ASSIGNMENT
Only lines containing the string "impl" belong in the answer; copy all of them from the entries.

INPUT RECORDS
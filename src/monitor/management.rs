use std::time::Duration;

use anyhow::{Context, Result};
use async_trait::async_trait;
use reqwest::Client;
use serde::Deserialize;
use tokio::sync::Mutex;
use tracing::{debug, warn};

/// One queue as reported by the broker
#[derive(Debug, Clone, PartialEq, Eq, Deserialize)]
pub struct QueueInfo {
    pub name: String,
    #[serde(default)]
    pub consumers: u64,
    #[serde(default)]
    pub durable: bool,
}

/// Broker management capability
#[async_trait]
pub trait BrokerManagement: Send + Sync {
    async fn list_queues(&self) -> Result<Vec<QueueInfo>>;
}

/// Client for the RabbitMQ management HTTP API
///
/// The first endpoint answering `/api/overview` is kept until a request to
/// it fails; the next call then fails over to the remaining endpoints.
pub struct RabbitManagementClient {
    client: Client,
    endpoints: Vec<String>,
    userid: String,
    password: String,
    selected: Mutex<Option<String>>,
}

impl RabbitManagementClient {
    /// Management endpoints on `port` of every AMQP host
    pub fn for_hosts(hosts: &[String], port: u16, userid: &str, password: &str) -> Result<Self> {
        let endpoints = hosts
            .iter()
            .map(|host| {
                let host = host.split(':').next().unwrap_or(host);
                format!("http://{host}:{port}")
            })
            .collect();
        Self::new(endpoints, userid, password)
    }

    pub fn new(endpoints: Vec<String>, userid: &str, password: &str) -> Result<Self> {
        let client = Client::builder()
            .timeout(Duration::from_secs(30))
            .build()
            .context("Failed to build HTTP client")?;

        Ok(Self {
            client,
            endpoints,
            userid: userid.to_string(),
            password: password.to_string(),
            selected: Mutex::new(None),
        })
    }

    async fn get(&self, endpoint: &str, path: &str) -> Result<reqwest::Response> {
        let response = self
            .client
            .get(format!("{endpoint}{path}"))
            .basic_auth(&self.userid, Some(&self.password))
            .send()
            .await?
            .error_for_status()?;
        Ok(response)
    }

    async fn endpoint(&self) -> Result<String> {
        let mut selected = self.selected.lock().await;
        if let Some(endpoint) = selected.as_ref() {
            return Ok(endpoint.clone());
        }

        for endpoint in &self.endpoints {
            debug!("Attempting rabbit management at {endpoint}");
            match self.get(endpoint, "/api/overview").await {
                Ok(_) => {
                    debug!("Picked rabbit management at {endpoint}");
                    *selected = Some(endpoint.clone());
                    return Ok(endpoint.clone());
                }
                Err(e) => warn!("Rabbit management at {endpoint} failed: {e:#}, pick another"),
            }
        }

        anyhow::bail!("RabbitMQ management plugin not available")
    }
}

#[async_trait]
impl BrokerManagement for RabbitManagementClient {
    async fn list_queues(&self) -> Result<Vec<QueueInfo>> {
        let endpoint = self.endpoint().await?;

        let result = async {
            let response = self.get(&endpoint, "/api/queues").await?;
            Ok::<_, anyhow::Error>(response.json::<Vec<QueueInfo>>().await?)
        }
        .await;

        if result.is_err() {
            self.selected.lock().await.take();
        }
        result.context("Failed to list queues")
    }
}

WRITTEN RESPONSE
impl RabbitManagementClient {
impl BrokerManagement for RabbitManagementClient {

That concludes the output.